70 percent of African women lack safe toilets


  1. By Solomon Tembang Mforgham, Africanews reporter in Limbe, Cameroon

    It has been revealed that seven in ten women in sub-Saharan Africa have no access to a safe toilet, threatening their health and exposing them to shame, fear and even violence.

    This means that 297 million African women and girls lack safe and adequate sanitation and of those 107 million don’t have a toilet at all.

    This revelation is contained in the result of a survey commissioned by WaterAid of women living across five slums in Lagos, Nigeria, which showed that one in five had first or second hand experience of verbal harassment and intimidation, or had been threatened or physically assaulted in the last year when going to the toilet. Anecdotal evidence from other African countries suggests that the scale of the problem may be much larger than this.

    The Chief Executive of WaterAid, Barbara Frost, is quoted in a press release issued by the organization as saying “when women don’t have a safe, secure and private place to go to the toilet they are exposed and put in a vulnerable position and when they relieve themselves in the open they risk harassment. Women are reluctant to talk about it or complain, but the world cannot continue to ignore this.”

    “Adequate sanitation, coupled with access to clean, safe water to drink, transforms lives, improving health, safety and productivity. Governments are urged to take action and invest in access to sanitation and water,” she added.

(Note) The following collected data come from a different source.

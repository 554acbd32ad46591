//! WebSocket transport layer.
//!
//! This module owns the physical connection to the agent runtime and the
//! per-connection resources derived from it.
//!
//! # Architecture
//!
//! ```text
//! ┌──────────────────────┐                          ┌─────────────────┐
//! │  TransportChannel    │                          │  Agent runtime  │
//! │                      │        WebSocket         │                 │
//! │  ConnectionHandle ───┼─────────────────────────►│  /run_live      │
//! │   ├ event loop       │◄─────────────────────────┤                 │
//! │   ├ playback task    │                          └─────────────────┘
//! │   └ scope (timers)   │
//! └──────────┬───────────┘
//!            │ broadcast
//!            ▼
//!     message subscribers
//! ```
//!
//! # Connection Lifecycle
//!
//! 1. `TransportChannel::connect` - Tear down the old handle, open a socket
//! 2. `ConnectionHandle::start` - Spawn event loop and playback subscriber
//! 3. `ConnectionScope::send` - Producers queue frames
//! 4. `TransportChannel::close` - Cancel scope, release playback, close socket
//!
//! # Modules
//!
//! | Module | Description |
//! |--------|-------------|
//! | `channel` | Reconnect protocol and fan-out |
//! | `connection` | Connection handle and event loop |
//! | `socket` | Physical transport primitive |

// ============================================================================
// Submodules
// ============================================================================

/// Reconnect protocol and fan-out.
pub mod channel;

/// Connection handle and event loop.
pub mod connection;

/// Physical transport primitive.
pub mod socket;

// ============================================================================
// Re-exports
// ============================================================================

pub use channel::{DEFAULT_MESSAGE_CAPACITY, TransportChannel};
pub use connection::{ConnectionScope, Payload};
pub use socket::{
    CloseReason, Connector, SocketParts, TungsteniteConnector, WireMessage, WireSink, WireStream,
};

    Meanwhile, the release states that other studies from Uganda and Kenya show that such experiences of fear, indignity and violence appear to be common in Africa wherever women lack access to safe and adequate sanitation.

    The press release also quotes Sandimhia Renato, 18, from Mozambique who walks 15 minutes every day to defecate in the bush as saying “sometimes when I go I feel ashamed and go back without defecating. Sometimes I wait until dark to go there so no one can see me. I will be very concerned about Diani, my daughter, going to the bush because it is so far from here. At night it is very dangerous. People get killed. A woman and a boy were killed with knives. One woman I know of has been raped.”

    Security came out as a recurring concern in the poll of women from slums in Lagos, with 67% of respondents saying they feel unsafe even using shared or community toilets in a public place.

    Poor hygiene, it would be noted, has serious implications on health. Every day, over 1,000 African mothers reportedly lose a child to diarrhoeal diseases caused by a lack of adequate sanitation and clean water.
    Lack of decent sanitation also affects productivity and livelihoods. Women and girls living in sub-Saharan Africa without toilet facilities spend 20 billion hours each year finding a place to go in the open, according to WaterAid.

    The poll in Nigeria commissioned by WaterAid was carried out by international polling and research company GlobeScan in the slums of Lagos, between 18 and 22 October 2012. It interviewed 500 women about their experiences of and around sanitation. The survey was conducted in five slum areas; Ajegunle, Ijora, Badia, Oko Agbon and Otto-Oyingbo.

    Some of the other poll results found that: the most common location for women accessing sanitation facilities was ‘informal outside location’ (40%) as compared to a toilet within their own home (33%), public toilet in the area where they live (19%) or public toilet at their place of work (6%); 68% of women agreed that the cost of accessing public toilets was a problem for them; 61% of women agreed that the public toilets that they normally used were unhygienic; 98% of women stated that compared to other priorities such as spending on education or transport infrastructure, felt that it was either very important (89%) or somewhat important (9%) for the Nigerian Government to invest in sanitation as a way to improve your health, safety and livelihood.